Лицо у Мирны так и светилось. Она сидела на камне, изящно поджав под себя ноги, а Трид устроился рядом, прямо на земле. Не сводил с нее глаз, такой влюбленный болван, что просто тошно. Вихрастый, пухлый, вечно красный — и почему он понравился Мирне? Такого румяного пирожка еще поискать.
— Самой красивой там будешь, — пообещал он Мирне и вздохнул. — Академия, ты ж подумай! Жаль, мне надо на фабрику. Иначе ведь выпрут, а я еще за печенку не выплатил.
Локус, долговязый, как кузнечик, и веснушчатый, как будто солнце выплеснулось на него через сито, сочувственно закивал.
— Я вот легкие в прошлом году менял, до сих пор отдаю.
— У тебя сколько процентов? — спросил Трид.
— Да почти целиком съело. Сначала бронхит, потом еще какая-то дрянь началась…
— Да нет, на займ твой.
— А, ты про это, — Локус повел плечом. — Пятьдесят четыре.
Трид присвистнул.
— Да ничего, вон моей тетке пришлось мозжечок менять, так там все восемьдесят. На сложные операции займы всегда дорогие.
— Значит, у меня ерунда, — протянул Трид. — У меня тридцать восемь.
— Мальчики, — скривилась Мирна. — Давайте-ка без этих ваших анатомических подробностей, ладно? Тошнит уже.
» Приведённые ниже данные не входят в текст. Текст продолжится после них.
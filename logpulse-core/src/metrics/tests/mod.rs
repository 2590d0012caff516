
use crate::event::LogEvent;
use chrono::Utc;

pub(super) fn event(status: i64, latency_ms: u64) -> LogEvent {
    LogEvent::new(Utc::now(), "GET", "/", status, latency_ms)
}
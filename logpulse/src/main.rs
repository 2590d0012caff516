use anyhow::Result;
use clap::{Parser, ValueEnum};
use logpulse_core::conf::{MetricsConfig, load_config};
use logpulse_core::engine::Pipeline;
use logpulse_core::logging::init_logging;
use logpulse_core::metrics::MetricRegistry;
use logpulse_core::report::{OutputFormat, Report};
use std::path::PathBuf;
use tracing::debug;

#[derive(Parser, Debug)]
#[command(
    name = "logpulse",
    version,
    about = "Logpulse: one-pass metrics over an access log"
)]
struct Cli {
    /// Access log to analyze
    logfile: PathBuf,

    /// Report format
    #[arg(long, value_enum, default_value_t = Format::Json)]
    format: Format,

    /// HCL file listing the metrics to run (defaults to request_count, error_rate, latency)
    #[arg(long)]
    config: Option<PathBuf>,
}

#[derive(ValueEnum, Clone, Copy, Debug)]
enum Format {
    Json,
}

impl From<Format> for OutputFormat {
    fn from(format: Format) -> Self {
        match format {
            Format::Json => OutputFormat::Json,
        }
    }
}

fn main() {
    let cli = Cli::parse();

    init_logging();

    match run(cli) {
        Ok(report) => println!("{report}"),
        Err(e) => {
            eprintln!("error: {e:#}");
            std::process::exit(1);
        }
    }
}

fn run(cli: Cli) -> Result<String> {
    let config = match &cli.config {
        Some(path) => load_config(path)?,
        None => MetricsConfig::default(),
    };

    let metrics = MetricRegistry::builtin().build_all(&config.metrics)?;
    debug!(metrics = ?config.metrics, "starting pipeline");

    let metrics = Pipeline::new(metrics).run(&cli.logfile)?;
    let report = Report::merge(&metrics);

    Ok(OutputFormat::from(cli.format).render(&report)?)
}
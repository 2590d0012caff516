use std::fmt;
use std::sync::{Arc, Mutex, OnceLock};

use tracing::field::{Field, Visit};
use tracing::{Event, Level, Subscriber};
use tracing_subscriber::layer::{Context, SubscriberExt};
use tracing_subscriber::Layer;

pub type EventLog = Arc<Mutex<Vec<CapturedEvent>>>;

/// A log record as the pipeline emitted it: its level and every field
/// rendered to text. `%`-formatted fields come out bare, plain `&str` fields
/// keep their Debug quotes.
#[derive(Debug, Clone)]
pub struct CapturedEvent {
    pub level: Level,
    fields: Vec<(&'static str, String)>,
}

impl CapturedEvent {
    pub fn field(&self, name: &str) -> Option<&str> {
        self.fields
            .iter()
            .find_map(|(key, value)| (*key == name).then_some(value.as_str()))
    }
}

/// Every event logged by this test binary so far. The first call installs the
/// global subscriber. Tests share the log and run in parallel, so look events
/// up by a value unique to the test.
pub fn captured_events() -> EventLog {
    static LOG: OnceLock<EventLog> = OnceLock::new();

    LOG.get_or_init(|| {
        let log = EventLog::default();
        let subscriber = tracing_subscriber::registry().with(Recorder(log.clone()));
        tracing::subscriber::set_global_default(subscriber)
            .expect("another tracing subscriber is already installed");
        log
    })
    .clone()
}

struct Recorder(EventLog);

impl<S: Subscriber> Layer<S> for Recorder {
    fn on_event(&self, event: &Event<'_>, _ctx: Context<'_, S>) {
        let mut fields = Fields::default();
        event.record(&mut fields);

        self.0.lock().unwrap().push(CapturedEvent {
            level: *event.metadata().level(),
            fields: fields.0,
        });
    }
}

#[derive(Default)]
struct Fields(Vec<(&'static str, String)>);

impl Visit for Fields {
    fn record_debug(&mut self, field: &Field, value: &dyn fmt::Debug) {
        self.0.push((field.name(), format!("{value:?}")));
    }
}
use crate::parser::{LineError, parse_timestamp};
use chrono::{DateTime, TimeZone, Utc};
use pretty_assertions::assert_eq;

fn utc(h: u32, m: u32, s: u32) -> DateTime<Utc> {
    Utc.with_ymd_and_hms(2024, 9, 10, h, m, s).unwrap()
}

fn rejected(value: &str) -> bool {
    parse_timestamp(value)
        == Err(LineError::Timestamp {
            value: value.to_string(),
        })
}

#[test]
fn zulu_suffix_means_utc() {
    let ts = parse_timestamp("2024-09-10T10:15:30Z").unwrap();

    assert_eq!(ts, utc(10, 15, 30));
}

#[test]
fn numeric_offset_is_normalized_to_utc() {
    let ts = parse_timestamp("2024-09-10T12:15:30+02:00").unwrap();

    assert_eq!(ts, utc(10, 15, 30));
}

#[test]
fn negative_offset_moves_forward() {
    let ts = parse_timestamp("2024-09-10T05:45:30-04:30").unwrap();

    assert_eq!(ts, utc(10, 15, 30));
}

#[test]
fn fractional_seconds_are_kept() {
    let ts = parse_timestamp("2024-09-10T10:15:30.250Z").unwrap();

    assert_eq!(ts.timestamp_subsec_millis(), 250);
}

#[test]
fn comma_introduces_a_fraction_too() {
    let ts = parse_timestamp("2024-09-10T10:15:30,5Z").unwrap();

    assert_eq!(ts.timestamp_subsec_millis(), 500);
}

#[test]
fn fraction_beyond_microseconds_is_truncated() {
    let ts = parse_timestamp("2024-09-10T10:15:30.123456789Z").unwrap();

    assert_eq!(ts.timestamp_subsec_micros(), 123_456);
}

#[test]
fn timestamp_without_offset_is_read_as_utc() {
    let ts = parse_timestamp("2024-09-10T10:15:30").unwrap();

    assert_eq!(ts, utc(10, 15, 30));
}

#[test]
fn reduced_precision_times_are_accepted() {
    assert_eq!(parse_timestamp("2024-09-10T10:15Z").unwrap(), utc(10, 15, 0));
    assert_eq!(parse_timestamp("2024-09-10T10Z").unwrap(), utc(10, 0, 0));
}

#[test]
fn date_only_means_midnight() {
    assert_eq!(parse_timestamp("2024-09-10").unwrap(), utc(0, 0, 0));
    assert_eq!(parse_timestamp("20240910").unwrap(), utc(0, 0, 0));
}

#[test]
fn basic_format_is_accepted() {
    assert_eq!(
        parse_timestamp("20240910T101530Z").unwrap(),
        utc(10, 15, 30)
    );
    assert_eq!(
        parse_timestamp("20240910T121530+0200").unwrap(),
        utc(10, 15, 30)
    );
}

#[test]
fn week_dates_are_accepted() {
    // 2024-09-10 is the Tuesday of ISO week 37
    assert_eq!(
        parse_timestamp("2024-W37-2T10:15:30Z").unwrap(),
        utc(10, 15, 30)
    );
    assert_eq!(parse_timestamp("2024W372").unwrap(), utc(0, 0, 0));
}

#[test]
fn separator_may_be_any_single_character() {
    assert_eq!(
        parse_timestamp("2024-09-10t10:15:30Z").unwrap(),
        utc(10, 15, 30)
    );
    assert_eq!(
        parse_timestamp("2024-09-10_10:15:30").unwrap(),
        utc(10, 15, 30)
    );
}

#[test]
fn lowercase_zulu_is_rejected() {
    assert!(rejected("2024-09-10t10:15:30z"));
    assert!(rejected("2024-09-10T10:15:30z"));
}

#[test]
fn leap_second_is_rejected() {
    assert!(rejected("2024-09-10T10:15:60Z"));
}

#[test]
fn out_of_range_fields_are_rejected() {
    assert!(rejected("2024-13-10T10:15:30Z"));
    assert!(rejected("2024-02-30"));
    assert!(rejected("2024-09-10T24:00:00Z"));
    assert!(rejected("2024-W54-1"));
    assert!(rejected("0000-01-01"));
}

#[test]
fn offset_must_stay_within_a_day() {
    assert!(rejected("2024-09-10T10:15:30+24:00"));
    assert_eq!(
        parse_timestamp("2024-09-10T23:59:00+23:59").unwrap(),
        utc(0, 0, 0)
    );
}

#[test]
fn malformed_shapes_are_rejected() {
    assert!(rejected("yesterday"));
    assert!(rejected("2024-09"));
    assert!(rejected("2024-09-10T"));
    assert!(rejected("2024-0910"));
    assert!(rejected("2024-09-10T10:1530Z"));
    assert!(rejected("2024-09-10T10:15:30Zjunk"));
    assert!(rejected("2024-09-10T10:15:30+05:"));
}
— Тебе хорошо, — завистливо буркнул Локус и пнул камешек. Тот отскочил и плюхнулся прямо в ряску. — Вот стукнет тебе двадцать, начнешь разваливаться, как старуха, тогда и поговорим. Об этих… и об анатомических, и о каких захочешь.
Мирна вскинула подбородок.
— А вот и не начну. А если и начну, то папочка за все заплатит. Никаких ваших дурацких займов.
— Ну вот. Вот, — Локус развел руками. — Говорю же, тебе хорошо.